にこにこと夜空を見上げるセルフィの横顔を見つめながら、アーヴァインはもう一度拳を——その中のものをぐっと握りしめる。大丈夫、やれるさ。
「セルフィ」
呼ばれたセルフィが顔を向けた。あくまでも穏やかな態度を崩さずに、そっと背筋を伸ばす。タイミングを見誤ってはいけない。チャンスの女神は前髪しかないから、掴みに行くなら慎重かつ大胆に、ということを、狙撃手はよく分かっていた。
「流れ星が来たら、僕が捕まえてあげる」
「ほんま? さっすがアーヴァインやな、頼もしいわ」
でも流れ星は速いで? といたずらな流し目のセルフィに、それなら、とアーヴァインは続けた。

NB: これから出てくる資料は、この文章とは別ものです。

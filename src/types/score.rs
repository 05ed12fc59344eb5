use std::fmt;
use std::str::FromStr;

use thiserror::Error;

/// The four outcome categories a scoring rule may assign.
#[derive(Debug, Clone, Copy, PartialEq, Eq, Hash)]
#[cfg_attr(feature = "serde", derive(serde::Serialize, serde::Deserialize))]
pub enum CeeScore {
    Gray,
    Green,
    Red,
    Yellow,
}

impl CeeScore {
    pub const ALL: [CeeScore; 4] = [Self::Gray, Self::Green, Self::Red, Self::Yellow];

    /// The choice name used for this score in generated forms.
    #[must_use]
    pub fn choice_name(self) -> &'static str {
        match self {
            Self::Gray => "gray",
            Self::Green => "green",
            Self::Red => "red",
            Self::Yellow => "yellow",
        }
    }
}

impl fmt::Display for CeeScore {
    fn fmt(&self, f: &mut fmt::Formatter<'_>) -> fmt::Result {
        let s = match self {
            Self::Gray => "Gray",
            Self::Green => "Green",
            Self::Red => "Red",
            Self::Yellow => "Yellow",
        };
        f.write_str(s)
    }
}

/// Returned when text is not one of `Gray`, `Green`, `Red` or `Yellow`.
#[derive(Debug, Clone, PartialEq, Eq, Error)]
#[error("unknown cee score '{0}'")]
pub struct UnknownScore(pub String);

impl FromStr for CeeScore {
    type Err = UnknownScore;

    fn from_str(s: &str) -> Result<Self, Self::Err> {
        match s {
            "Gray" => Ok(Self::Gray),
            "Green" => Ok(Self::Green),
            "Red" => Ok(Self::Red),
            "Yellow" => Ok(Self::Yellow),
            other => Err(UnknownScore(other.to_owned())),
        }
    }
}

#[cfg(test)]
mod tests {
    use super::*;

    #[test]
    fn parse_all_scores() {
        for score in CeeScore::ALL {
            assert_eq!(score.to_string().parse::<CeeScore>(), Ok(score));
        }
    }

    #[test]
    fn scores_are_case_sensitive() {
        assert_eq!(
            "green".parse::<CeeScore>(),
            Err(UnknownScore("green".into()))
        );
    }

    #[test]
    fn unknown_score_message() {
        let err = "Blue".parse::<CeeScore>().unwrap_err();
        assert_eq!(err.to_string(), "unknown cee score 'Blue'");
        let _: &dyn std::error::Error = &err;
    }

    #[test]
    fn choice_names_are_lowercase() {
        let names: Vec<&str> = CeeScore::ALL.iter().map(|s| s.choice_name()).collect();
        assert_eq!(names, vec!["gray", "green", "red", "yellow"]);
    }
}
use std::iter::FusedIterator;

use winnow::ascii::digit1;
use winnow::combinator::alt;
use winnow::error::ModalResult;
use winnow::prelude::*;
use winnow::token::take_while;

use super::{LexError, Token, TokenKind};

// -- Fragments --------------------------------------------------------------

fn is_whitespace(c: char) -> bool {
    matches!(c, ' ' | '\t' | '\r' | '\n')
}

fn word<'i>(input: &mut &'i str) -> ModalResult<&'i str> {
    (
        take_while(1.., |c: char| c.is_ascii_alphabetic()),
        take_while(0.., |c: char| c.is_ascii_alphanumeric()),
    )
        .take()
        .parse_next(input)
}

fn classify_word(word: &str) -> TokenKind {
    match word {
        "If" | "if" => TokenKind::If,
        "then" => TokenKind::Then,
        "and" => TokenKind::And,
        "or" => TokenKind::Or,
        "Y" | "N" => TokenKind::Boolean,
        "Gray" | "Green" | "Red" | "Yellow" => TokenKind::CeeScore,
        w if is_question(w) => TokenKind::Question,
        _ => TokenKind::Word,
    }
}

fn is_question(word: &str) -> bool {
    word.strip_prefix('Q')
        .is_some_and(|n| !n.is_empty() && n.bytes().all(|b| b.is_ascii_digit()))
}

// Two-character operators are tried before their one-character prefixes.
fn operator(input: &mut &str) -> ModalResult<TokenKind> {
    alt((
        alt((">=", "≥")).value(TokenKind::Ge),
        '>'.value(TokenKind::Gt),
        alt(("=<", "≤")).value(TokenKind::Le),
        '<'.value(TokenKind::Lt),
        '='.value(TokenKind::Equal),
        '-'.value(TokenKind::Range),
        '#'.value(TokenKind::Selection),
        '%'.value(TokenKind::Percent),
        ','.value(TokenKind::Comma),
        ';'.value(TokenKind::Semi),
    ))
    .parse_next(input)
}

fn token_kind(input: &mut &str) -> ModalResult<TokenKind> {
    alt((
        word.map(classify_word),
        digit1.value(TokenKind::Digits),
        operator,
    ))
    .parse_next(input)
}

// -- Lexer ------------------------------------------------------------------

/// Lazy tokenizer over a single rule text.
///
/// Yields tokens left to right, ending with exactly one [`TokenKind::Eof`]
/// token. After the end marker or the first [`LexError`] the iterator is
/// exhausted; [`restart()`](Self::restart) rewinds it to the beginning.
#[derive(Debug, Clone)]
pub struct Lexer<'a> {
    source: &'a str,
    rest: &'a str,
    finished: bool,
}

impl<'a> Lexer<'a> {
    #[must_use]
    pub fn new(source: &'a str) -> Self {
        Self {
            source,
            rest: source,
            finished: false,
        }
    }

    pub fn restart(&mut self) {
        self.rest = self.source;
        self.finished = false;
    }

    fn offset(&self) -> usize {
        self.source.len() - self.rest.len()
    }
}

impl<'a> Iterator for Lexer<'a> {
    type Item = Result<Token<'a>, LexError>;

    fn next(&mut self) -> Option<Self::Item> {
        if self.finished {
            return None;
        }

        self.rest = self.rest.trim_start_matches(is_whitespace);
        let position = self.offset();

        let Some(unexpected) = self.rest.chars().next() else {
            self.finished = true;
            return Some(Ok(Token::new(TokenKind::Eof, "", position)));
        };

        let mut input = self.rest;
        match token_kind.parse_next(&mut input) {
            Ok(kind) => {
                let text = &self.rest[..self.rest.len() - input.len()];
                self.rest = input;
                Some(Ok(Token::new(kind, text, position)))
            }
            Err(_) => {
                self.finished = true;
                Some(Err(LexError {
                    position,
                    unexpected,
                }))
            }
        }
    }
}

impl FusedIterator for Lexer<'_> {}

/// Tokenize a whole rule text, including the trailing [`TokenKind::Eof`].
///
/// # Errors
///
/// Returns [`LexError`] at the first character no lexical rule covers.
pub fn tokenize(text: &str) -> Result<Vec<Token<'_>>, LexError> {
    Lexer::new(text).collect()
}

#[cfg(test)]
mod tests {
    use super::*;

    fn kinds(text: &str) -> Vec<TokenKind> {
        tokenize(text)
            .unwrap()
            .into_iter()
            .map(|t| t.kind)
            .collect()
    }

    #[test]
    fn lex_boolean_scoring_rule() {
        assert_eq!(
            kinds("If Y = Green"),
            vec![
                TokenKind::If,
                TokenKind::Boolean,
                TokenKind::Equal,
                TokenKind::CeeScore,
                TokenKind::Eof,
            ]
        );
    }

    #[test]
    fn lex_skip_rule() {
        let tokens = tokenize("if N, then Q12").unwrap();
        let got: Vec<(TokenKind, &str)> = tokens.iter().map(|t| (t.kind, t.text)).collect();
        assert_eq!(
            got,
            vec![
                (TokenKind::If, "if"),
                (TokenKind::Boolean, "N"),
                (TokenKind::Comma, ","),
                (TokenKind::Then, "then"),
                (TokenKind::Question, "Q12"),
                (TokenKind::Eof, ""),
            ]
        );
    }

    #[test]
    fn lex_two_char_operators_first() {
        assert_eq!(
            kinds(">= > =< < = ≥ ≤"),
            vec![
                TokenKind::Ge,
                TokenKind::Gt,
                TokenKind::Le,
                TokenKind::Lt,
                TokenKind::Equal,
                TokenKind::Ge,
                TokenKind::Le,
                TokenKind::Eof,
            ]
        );
    }

    #[test]
    fn lex_percent_and_range_without_spaces() {
        assert_eq!(
            kinds("If>=80%=Green"),
            vec![
                TokenKind::If,
                TokenKind::Ge,
                TokenKind::Digits,
                TokenKind::Percent,
                TokenKind::Equal,
                TokenKind::CeeScore,
                TokenKind::Eof,
            ]
        );
        assert_eq!(
            kinds("3-5"),
            vec![
                TokenKind::Digits,
                TokenKind::Range,
                TokenKind::Digits,
                TokenKind::Eof,
            ]
        );
    }

    #[test]
    fn lex_selection_chain() {
        assert_eq!(
            kinds("#2 or #3;"),
            vec![
                TokenKind::Selection,
                TokenKind::Digits,
                TokenKind::Or,
                TokenKind::Selection,
                TokenKind::Digits,
                TokenKind::Semi,
                TokenKind::Eof,
            ]
        );
    }

    #[test]
    fn keywords_are_case_sensitive() {
        assert_eq!(kinds("IF")[0], TokenKind::Word);
        assert_eq!(kinds("Then")[0], TokenKind::Word);
        assert_eq!(kinds("green")[0], TokenKind::Word);
        assert_eq!(kinds("y")[0], TokenKind::Word);
        assert_eq!(kinds("Q")[0], TokenKind::Word);
        assert_eq!(kinds("Yes")[0], TokenKind::Word);
    }

    #[test]
    fn positions_are_byte_offsets() {
        let tokens = tokenize("If ≥ 5").unwrap();
        let positions: Vec<usize> = tokens.iter().map(|t| t.position).collect();
        assert_eq!(positions, vec![0, 3, 7, 8]);
    }

    #[test]
    fn whitespace_only_yields_eof() {
        let tokens = tokenize(" \t\r\n ").unwrap();
        assert_eq!(tokens.len(), 1);
        assert_eq!(tokens[0].kind, TokenKind::Eof);
        assert_eq!(tokens[0].position, 5);
    }

    #[test]
    fn unexpected_character() {
        let err = tokenize("If Y @ Green").unwrap_err();
        assert_eq!(
            err,
            LexError {
                position: 5,
                unexpected: '@',
            }
        );
    }

    #[test]
    fn lexer_is_fused_and_restartable() {
        let mut lexer = Lexer::new("If Y");
        assert_eq!(lexer.by_ref().count(), 3);
        assert!(lexer.next().is_none());

        lexer.restart();
        let first = lexer.next().unwrap().unwrap();
        assert_eq!(first.kind, TokenKind::If);
    }

    #[test]
    fn lexer_stops_after_error() {
        let mut lexer = Lexer::new("! Y");
        assert!(lexer.next().unwrap().is_err());
        assert!(lexer.next().is_none());
    }
}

「それならひとつ、このスナイパーが撃ち落としてお見せしましょう」
こてん、と首を傾げる彼女に笑いかけて、夜空に手を突き出す。親指を立てて、人差し指を伸ばして、まるで子供がする真似事のように、何も撃てない銃で狙いを定める。的はどれだってよかった。
ばーん、と呟く声に、照れが出た。なんやのアーヴァイン、と隣の彼女が笑う。それらしく跳ね上げた手をくるりと回して、くすくす目を細めるセルフィの目の前で、握ったままの拳を開いた。
「……あーびん、」
「どうぞ、お嬢様」
アーヴァインの掌の上には、星灯りの下でもきらりと輝くシルバーのリングが載っている。ずっと握りしめていたせいですっかり温もってしまったそれを、こぼれ落ちんばかりに見開いた翡翠の瞳が凝視していた。
こくり、と唾を呑み込んで、それでやっと喉が渇いていることに気づいた。やっぱり緊張するんだな、とどこか他人事のように思って、いまさら震え出しそうな両足を踏み締める。打ち寄せる波の他には何の音もない。沈黙に耐えかねたアーヴァインが、言うべき言葉なしに口を開こうとした時だった。
「……カッコつけすぎやで、」
セルフィの細い指が、リングをそっとつまみ上げた。彼女の両目から、ぽろりとこぼれ落ちるもの。星なんかよりずっと綺麗だ。もう一度、カッコつけすぎ、と呟いたセルフィが、アーヴァインの両腕に飛び込む。その小さなぬくもりを抱き締めると、だいすき、と囁くから、また先を越されたなと苦笑した。